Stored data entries
=======
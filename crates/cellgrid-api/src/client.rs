// Tower simulator HTTP client
//
// Wraps `reqwest::Client` with the simulator's four endpoints. Transient
// failures are retried on a fixed budget (2 retries, 1 s spacing) before
// the error is surfaced; callers receive errors as values, never panics.

use std::time::Duration;

use serde::de::DeserializeOwned;
use serde_json::json;
use tracing::{debug, warn};
use url::Url;

use crate::error::ApiError;
use crate::transport::TransportConfig;
use crate::wire::{AntennaPort, FleetSnapshot, SwitchState};

const RETRY_BUDGET: u32 = 2;
const RETRY_SPACING: Duration = Duration::from_secs(1);

/// Target of a `POST /power` command: one site or the whole fleet.
#[derive(Debug, Clone, PartialEq, Eq)]
pub enum PowerTarget {
    All,
    Site(String),
}

impl PowerTarget {
    pub fn as_str(&self) -> &str {
        match self {
            Self::All => "all",
            Self::Site(id) => id,
        }
    }
}

/// Request/response client for the tower simulator.
pub struct TowerClient {
    http: reqwest::Client,
    base_url: Url,
}

impl TowerClient {
    pub fn new(base_url: Url, transport: &TransportConfig) -> Result<Self, ApiError> {
        let http = transport.build_client()?;
        Ok(Self { http, base_url })
    }

    pub fn base_url(&self) -> &Url {
        &self.base_url
    }

    fn endpoint(&self, path: &str) -> Result<Url, ApiError> {
        self.base_url.join(path).map_err(ApiError::InvalidUrl)
    }

    // ── Operations ───────────────────────────────────────────────────

    /// Fetch the current fleet snapshot.
    ///
    /// `GET /state`. The response is normalized whether the simulator
    /// wraps it as `{ "state": {…} }` or returns the mapping bare.
    pub async fn get_state(&self) -> Result<FleetSnapshot, ApiError> {
        let url = self.endpoint("state")?;
        debug!("GET {}", url);
        let value: serde_json::Value = self.request_json(|http| http.get(url.clone())).await?;
        FleetSnapshot::from_value(value.clone()).map_err(|e| ApiError::Deserialization {
            message: e.to_string(),
            body: value.to_string(),
        })
    }

    /// Switch mains power for one site or the whole fleet.
    ///
    /// `POST /power` with `{"sites": "<siteId>"|"all", "state": "on"|"off"}`.
    pub async fn set_power(
        &self,
        target: &PowerTarget,
        state: SwitchState,
    ) -> Result<(), ApiError> {
        let url = self.endpoint("power")?;
        debug!(sites = target.as_str(), state = state.as_str(), "power command");
        let body = json!({ "sites": target.as_str(), "state": state });
        self.request_ok(|http| http.post(url.clone()).json(&body))
            .await
    }

    /// Switch one antenna's radio head on or off.
    ///
    /// `POST /rru` with `{"site": …, "antenna": "a1"|"a2", "state": "on"|"off"}`.
    pub async fn set_rru(
        &self,
        site: &str,
        antenna: AntennaPort,
        state: SwitchState,
    ) -> Result<(), ApiError> {
        let url = self.endpoint("rru")?;
        debug!(site, antenna = antenna.api_name(), state = state.as_str(), "rru command");
        let body = json!({ "site": site, "antenna": antenna.api_name(), "state": state });
        self.request_ok(|http| http.post(url.clone()).json(&body))
            .await
    }

    /// Inject a fault scenario (tooling surface, unused by the core).
    ///
    /// `POST /scenario` with `{"site": …, "mode": …, "crqId": …}`.
    pub async fn set_scenario(&self, site: &str, mode: &str, crq_id: &str) -> Result<(), ApiError> {
        let url = self.endpoint("scenario")?;
        debug!(site, mode, crq_id, "scenario command");
        let body = json!({ "site": site, "mode": mode, "crqId": crq_id });
        self.request_ok(|http| http.post(url.clone()).json(&body))
            .await
    }

    // ── Request helpers ──────────────────────────────────────────────

    /// Send a request, retrying transient failures (any non-2xx status or
    /// network error) up to the retry budget with fixed spacing. The last
    /// error is surfaced.
    async fn send_with_retry(
        &self,
        build: impl Fn(&reqwest::Client) -> reqwest::RequestBuilder,
    ) -> Result<reqwest::Response, ApiError> {
        let mut attempt: u32 = 0;
        loop {
            let err = match build(&self.http).send().await {
                Ok(resp) if resp.status().is_success() => return Ok(resp),
                Ok(resp) => {
                    let status = resp.status().as_u16();
                    let body = resp.text().await.unwrap_or_default();
                    ApiError::Status { status, body }
                }
                Err(e) => ApiError::Transport(e),
            };

            if attempt >= RETRY_BUDGET || !err.is_transient() {
                return Err(err);
            }
            warn!(error = %err, attempt, "tower request failed, retrying");
            attempt += 1;
            tokio::time::sleep(RETRY_SPACING).await;
        }
    }

    async fn request_json<T: DeserializeOwned>(
        &self,
        build: impl Fn(&reqwest::Client) -> reqwest::RequestBuilder,
    ) -> Result<T, ApiError> {
        let resp = self.send_with_retry(build).await?;
        let body = resp.text().await.map_err(ApiError::Transport)?;
        serde_json::from_str(&body).map_err(|e| ApiError::Deserialization {
            message: e.to_string(),
            body,
        })
    }

    async fn request_ok(
        &self,
        build: impl Fn(&reqwest::Client) -> reqwest::RequestBuilder,
    ) -> Result<(), ApiError> {
        self.send_with_retry(build).await.map(|_| ())
    }
}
=======
• Your objective:
Every line of the data is to be printed again exactly.

• Exercise answer:
filename crates/cellgrid-api/src/client.rs
// Tower simulator HTTP client
//
// Wraps `reqwest::Client` with the simulator's four endpoints. Transient
// failures are retried on a fixed budget (2 retries, 1 s spacing) before
// the error is surfaced; callers receive errors as values, never panics.

use std::time::Duration;

use serde::de::DeserializeOwned;
use serde_json::json;
use tracing::{debug, warn};
use url::Url;

use crate::error::ApiError;
use crate::transport::TransportConfig;
use crate::wire::{AntennaPort, FleetSnapshot, SwitchState};

const RETRY_BUDGET: u32 = 2;
const RETRY_SPACING: Duration = Duration::from_secs(1);

/// Target of a `POST /power` command: one site or the whole fleet.
#[derive(Debug, Clone, PartialEq, Eq)]
pub enum PowerTarget {
    All,
    Site(String),
}

impl PowerTarget {
    pub fn as_str(&self) -> &str {
        match self {
            Self::All => "all",
            Self::Site(id) => id,
        }
    }
}

/// Request/response client for the tower simulator.
pub struct TowerClient {
    http: reqwest::Client,
    base_url: Url,
}

impl TowerClient {
    pub fn new(base_url: Url, transport: &TransportConfig) -> Result<Self, ApiError> {
        let http = transport.build_client()?;
        Ok(Self { http, base_url })
    }

    pub fn base_url(&self) -> &Url {
        &self.base_url
    }

    fn endpoint(&self, path: &str) -> Result<Url, ApiError> {
        self.base_url.join(path).map_err(ApiError::InvalidUrl)
    }

    // ── Operations ───────────────────────────────────────────────────

    /// Fetch the current fleet snapshot.
    ///
    /// `GET /state`. The response is normalized whether the simulator
    /// wraps it as `{ "state": {…} }` or returns the mapping bare.
    pub async fn get_state(&self) -> Result<FleetSnapshot, ApiError> {
        let url = self.endpoint("state")?;
        debug!("GET {}", url);
        let value: serde_json::Value = self.request_json(|http| http.get(url.clone())).await?;
        FleetSnapshot::from_value(value.clone()).map_err(|e| ApiError::Deserialization {
            message: e.to_string(),
            body: value.to_string(),
        })
    }

    /// Switch mains power for one site or the whole fleet.
    ///
    /// `POST /power` with `{"sites": "<siteId>"|"all", "state": "on"|"off"}`.
    pub async fn set_power(
        &self,
        target: &PowerTarget,
        state: SwitchState,
    ) -> Result<(), ApiError> {
        let url = self.endpoint("power")?;
        debug!(sites = target.as_str(), state = state.as_str(), "power command");
        let body = json!({ "sites": target.as_str(), "state": state });
        self.request_ok(|http| http.post(url.clone()).json(&body))
            .await
    }

    /// Switch one antenna's radio head on or off.
    ///
    /// `POST /rru` with `{"site": …, "antenna": "a1"|"a2", "state": "on"|"off"}`.
    pub async fn set_rru(
        &self,
        site: &str,
        antenna: AntennaPort,
        state: SwitchState,
    ) -> Result<(), ApiError> {
        let url = self.endpoint("rru")?;
        debug!(site, antenna = antenna.api_name(), state = state.as_str(), "rru command");
        let body = json!({ "site": site, "antenna": antenna.api_name(), "state": state });
        self.request_ok(|http| http.post(url.clone()).json(&body))
            .await
    }

    /// Inject a fault scenario (tooling surface, unused by the core).
    ///
    /// `POST /scenario` with `{"site": …, "mode": …, "crqId": …}`.
    pub async fn set_scenario(&self, site: &str, mode: &str, crq_id: &str) -> Result<(), ApiError> {
        let url = self.endpoint("scenario")?;
        debug!(site, mode, crq_id, "scenario command");
        let body = json!({ "site": site, "mode": mode, "crqId": crq_id });
        self.request_ok(|http| http.post(url.clone()).json(&body))
            .await
    }

    // ── Request helpers ──────────────────────────────────────────────

    /// Send a request, retrying transient failures (any non-2xx status or
    /// network error) up to the retry budget with fixed spacing. The last
    /// error is surfaced.
    async fn send_with_retry(
        &self,
        build: impl Fn(&reqwest::Client) -> reqwest::RequestBuilder,
    ) -> Result<reqwest::Response, ApiError> {
        let mut attempt: u32 = 0;
        loop {
            let err = match build(&self.http).send().await {
                Ok(resp) if resp.status().is_success() => return Ok(resp),
                Ok(resp) => {
                    let status = resp.status().as_u16();
                    let body = resp.text().await.unwrap_or_default();
                    ApiError::Status { status, body }
                }
                Err(e) => ApiError::Transport(e),
            };

            if attempt >= RETRY_BUDGET || !err.is_transient() {
                return Err(err);
            }
            warn!(error = %err, attempt, "tower request failed, retrying");
            attempt += 1;
            tokio::time::sleep(RETRY_SPACING).await;
        }
    }

    async fn request_json<T: DeserializeOwned>(
        &self,
        build: impl Fn(&reqwest::Client) -> reqwest::RequestBuilder,
    ) -> Result<T, ApiError> {
        let resp = self.send_with_retry(build).await?;
        let body = resp.text().await.map_err(ApiError::Transport)?;
        serde_json::from_str(&body).map_err(|e| ApiError::Deserialization {
            message: e.to_string(),
            body,
        })
    }

    async fn request_ok(
        &self,
        build: impl Fn(&reqwest::Client) -> reqwest::RequestBuilder,
    ) -> Result<(), ApiError> {
        self.send_with_retry(build).await.map(|_| ())
    }
}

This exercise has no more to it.